Happy New Year to all!

May the Year of the Horse send you galloping toward the realization of your dreams while giving you plenty of prairie time to ponder the wonder of it all.

I’ve been away from the blog for some time.  Life has been full and I’ve had my nose to the grindstone finishing my novel.   Alongside the plume work, I’ve been introspecting to come up with new plans.  Already, I feel a plot percolating though it’s too soon to christen it; I’ll only mention it does involve doing the Mastery program at Mama Gena’s School of the Womanly Arts in NYC this spring.  You’ll receive an invite to the baptismal fount when the time comes.  I’ll be wearing my J-C de Castelbajac for the occasion.

Having quit my last job in a mire of toxic relationships I’m now committed to the preservation of peace in my life, and, by natural extension, the world.  Because, my friends, each one of us is the world, and our acts and thoughts reverberate both within and without.  Growing up Catholic, I was warned against “sinful” thoughts and told to seek the intercession of St. Michael who manages the Vatican’s clean-up crew.  One was supposed to do most of the mopping up oneself, of course, but the recalcitrant strains required the muscle only Michael could provide.


But let’s put the plush, mortifying notion of sin aside and look with curiosity at our thoughts and what they do.   I find this sequence of questions insightful:

1) How do my thoughts make me feel?

2) How does what I feel affect what I do and say?

3) How does what I do and say affect my health and happiness and that of others?  What impact does it have on the world?  What is it creating?

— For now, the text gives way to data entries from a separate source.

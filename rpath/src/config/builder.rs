//! Layered configuration assembly.

use std::path::{Path, PathBuf};

use crate::config::environment::EnvironmentConfig;
use crate::config::loader::ConfigLoader;
use crate::config::merger::ConfigMerger;
use crate::config::schema::Config;
use crate::config::validator::ConfigValidator;
use crate::error::Result;

/// Builds the effective configuration from every source.
///
/// # Examples
///
/// ```
/// use rpath::config::{Config, ConfigBuilder, PolicyConfig};
///
/// let config = ConfigBuilder::new()
///     .skip_files()
///     .skip_env()
///     .with_config(Config {
///         policy: Some(PolicyConfig {
///             require_absolute: Some(true),
///             ..Default::default()
///         }),
///         ..Default::default()
///     })
///     .build()
///     .unwrap();
///
/// assert!(config.path_policy().require_absolute);
/// ```
#[derive(Debug, Default)]
pub struct ConfigBuilder {
    config_file: Option<PathBuf>,
    data_dir: Option<PathBuf>,
    skip_files: bool,
    skip_env: bool,
    skip_policy_validation: bool,
    overrides: Vec<Config>,
}

impl ConfigBuilder {
    /// Create a builder that reads the user config and the environment.
    #[must_use]
    pub fn new() -> Self {
        Self::default()
    }

    /// Also load this file, above the user config.
    #[must_use]
    pub fn with_config_file(mut self, path: &Path) -> Self {
        self.config_file = Some(path.to_path_buf());
        self
    }

    /// Look for the user config in `dir` instead of `~/.rpath`.
    #[must_use]
    pub fn with_data_dir(mut self, dir: &Path) -> Self {
        self.data_dir = Some(dir.to_path_buf());
        self
    }

    /// Do not read any configuration files.
    #[must_use]
    pub fn skip_files(mut self) -> Self {
        self.skip_files = true;
        self
    }

    /// Do not read RPATH_* environment variables.
    #[must_use]
    pub fn skip_env(mut self) -> Self {
        self.skip_env = true;
        self
    }

    /// Leave policy settings unvalidated in [`build`](Self::build).
    ///
    /// For callers that may never consult the policy. They validate it on
    /// use with [`Config::checked_path_policy`].
    #[must_use]
    pub fn skip_policy_validation(mut self) -> Self {
        self.skip_policy_validation = true;
        self
    }

    /// Apply `config` above every other source.
    #[must_use]
    pub fn with_config(mut self, config: Config) -> Self {
        self.overrides.push(config);
        self
    }

    /// Load, merge and validate.
    ///
    /// Precedence, lowest first: defaults, user config, explicit file,
    /// environment, programmatic overrides.
    ///
    /// # Errors
    ///
    /// Returns an error if a file cannot be loaded, an environment variable
    /// is malformed, or the merged result fails validation.
    pub fn build(self) -> Result<Config> {
        let mut config = if self.skip_files {
            Config::default()
        } else {
            let sources =
                ConfigLoader::load_all(self.config_file.as_deref(), self.data_dir.as_deref())?;
            ConfigMerger::merge(sources)
        };

        if !self.skip_env {
            EnvironmentConfig::apply_overrides(&mut config)?;
        }

        for overrides in &self.overrides {
            ConfigMerger::merge_into(&mut config, overrides);
        }

        if !self.skip_policy_validation {
            ConfigValidator::validate(&config)?;
        }
        Ok(config)
    }
}
//! Property-based tests for remote paths.

use super::{combine, PathRelationship, RemotePath};
use proptest::prelude::*;

// Names never contain the separator.
fn name_strategy() -> impl Strategy<Value = String> {
    "[a-zA-Z0-9 ._+-]{1,12}"
}

fn names_strategy() -> impl Strategy<Value = Vec<String>> {
    prop::collection::vec(name_strategy(), 1..6)
}

// Arbitrary text, separators included, to check totality.
fn raw_text_strategy() -> impl Strategy<Value = String> {
    "[a/. +]{0,16}"
}

fn path_strategy() -> impl Strategy<Value = RemotePath> {
    (names_strategy(), any::<bool>(), any::<bool>()).prop_map(|(names, absolute, directory)| {
        let mut text = String::new();
        if absolute {
            text.push('/');
        }
        text.push_str(&names.join("/"));
        if directory {
            text.push('/');
        }
        RemotePath::from(text)
    })
}

proptest! {
    #![proptest_config(ProptestConfig {
        cases: 2000,
        .. ProptestConfig::default()
    })]

    // Construction and conversion are exact round trips.
    #[test]
    fn text_round_trips(text in ".*") {
        let path = RemotePath::from(text.as_str());
        prop_assert_eq!(path.native(), text.as_str());
        prop_assert_eq!(String::from(path), text);
    }

    // Ordering is the ordering of the stored text.
    #[test]
    fn ordering_matches_text(a in raw_text_strategy(), b in raw_text_strategy()) {
        let pa = RemotePath::from(a.as_str());
        let pb = RemotePath::from(b.as_str());
        prop_assert_eq!(pa.cmp(&pb), a.cmp(&b));
        prop_assert_eq!(pa == pb, a == b);
        prop_assert!(!(pa < pb && pb < pa));
    }

    // The empty path is an identity on both sides.
    #[test]
    fn empty_is_identity(text in raw_text_strategy()) {
        let p = RemotePath::from(text);
        prop_assert_eq!(combine(&RemotePath::default(), &p), p.clone());
        prop_assert_eq!(combine(&p, &RemotePath::default()), p);
    }

    // Directory-form paths yield one segment per name plus the sentinel.
    #[test]
    fn directory_segment_count(names in names_strategy()) {
        let path = RemotePath::from(format!("{}/", names.join("/")));
        let segments: Vec<RemotePath> = path.segments().collect();
        prop_assert_eq!(segments.len(), names.len() + 1);
        prop_assert_eq!(segments.last(), Some(&RemotePath::from(".")));
    }

    // Absolute file paths yield the root plus one segment per name.
    #[test]
    fn absolute_segment_count(names in names_strategy()) {
        let path = RemotePath::from(format!("/{}", names.join("/")));
        let mut segments = path.segments();
        prop_assert_eq!(segments.len(), names.len() + 1);
        prop_assert_eq!(segments.next(), Some(RemotePath::root()));
        for name in &names {
            prop_assert_eq!(segments.next(), Some(RemotePath::from(name.as_str())));
        }
        prop_assert_eq!(segments.next(), None);
    }

    // The reported length always agrees with the number of items produced.
    #[test]
    fn exact_size_is_exact(text in raw_text_strategy()) {
        let path = RemotePath::from(text);
        let mut segments = path.segments();
        let mut remaining = segments.len();
        while segments.next().is_some() {
            remaining -= 1;
            prop_assert_eq!(segments.len(), remaining);
        }
        prop_assert_eq!(remaining, 0);
    }

    // Concatenation keeps the left side's rootedness and the right side's form.
    #[test]
    fn combine_keeps_left_root_and_right_form(lhs in path_strategy(), rhs in path_strategy()) {
        let joined = combine(&lhs, &rhs);
        prop_assert_eq!(joined.is_absolute(), lhs.is_absolute());
        prop_assert_eq!(joined.is_directory(), rhs.is_directory());
        prop_assert!(!joined.native().contains("//"));
    }

    // The left operand of a concatenation contains the result.
    #[test]
    fn combine_result_is_within_left(lhs in path_strategy(), rhs in path_strategy()) {
        let joined = combine(&lhs, &rhs);
        prop_assert!(PathRelationship::contains(&lhs, &joined));
    }

    // Operators, join and push all agree.
    #[test]
    fn operator_forms_agree(lhs in path_strategy(), rhs in path_strategy()) {
        let mut pushed = lhs.clone();
        pushed /= &rhs;
        prop_assert_eq!(&lhs / &rhs, lhs.join(&rhs));
        prop_assert_eq!(pushed, lhs.join(&rhs));
    }

    // Each segment of a name-only path is itself a single relative segment.
    #[test]
    fn name_segments_are_single(path in path_strategy()) {
        for segment in path.segments().filter(|s| !s.is_root()) {
            prop_assert!(segment.is_relative());
            prop_assert!(!segment.is_directory());
            prop_assert_eq!(segment.segments().len(), 1);
        }
    }
}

What I’m pointing out is rudimentary, and yet how often do we take the time to know and tune into our thoughts and the feelings they engender?  The mental sphere is not quite the private lounge we’d like to believe, and whether or not we are aware of it, we are creating our world with its iterations.  Science is now discovering our thoughts register at a cellular level, affecting health.   If this is so, it would make sense to pay attention to the reels playing in our minds; if we’re stuck watching reruns of Whatever Happened to Baby Jane, we might consider dialing St. Michael’s hot line.

So, my friends, to keep our thoughts tasty today, I’d like to share with you a wonderful recipe for Veal Piccata.   This dish is both elegant and delicious, perfect for a dinner party or romantic repast.   And it’s extremely easy to prepare.  I retrieved it from the


Serves 6


2lbs veal cutlets, also called scaloppini, pounded until ¼” thick (about 12)

Kosher salt and freshly ground black pepper, to taste

½ cup four

4 tbsp. unsalted butter

2 tbsp. olive oil

½ cup dry white wine

1 ¼ cups chicken stock

1 lemon thinly sliced

1 tbsp. fresh lemon juice

¼ cup capers, drained

2 tbs. chopped parsley


1. Season veal with salt and pepper and dredge in flour, shaking off excess. Heat 2 tbsp. butter and oil in a 12” skillet over medium-high heat.  Working in batches, add veal, and cook, turning once, until golden brown, about 3 minutes.  Transfer to a serving platter and set aside.

2) Add wine to skillet and cook, scraping bottom of pan until reduced by half, about 3 minutes.  Add stock and lemon slices and bring to a boil; cook until reduced by half, about 8 minutes.  Add remaining butter, juice, capers and parsely, and season with salt and pepper.  Pour sauce over veal and serve immediately.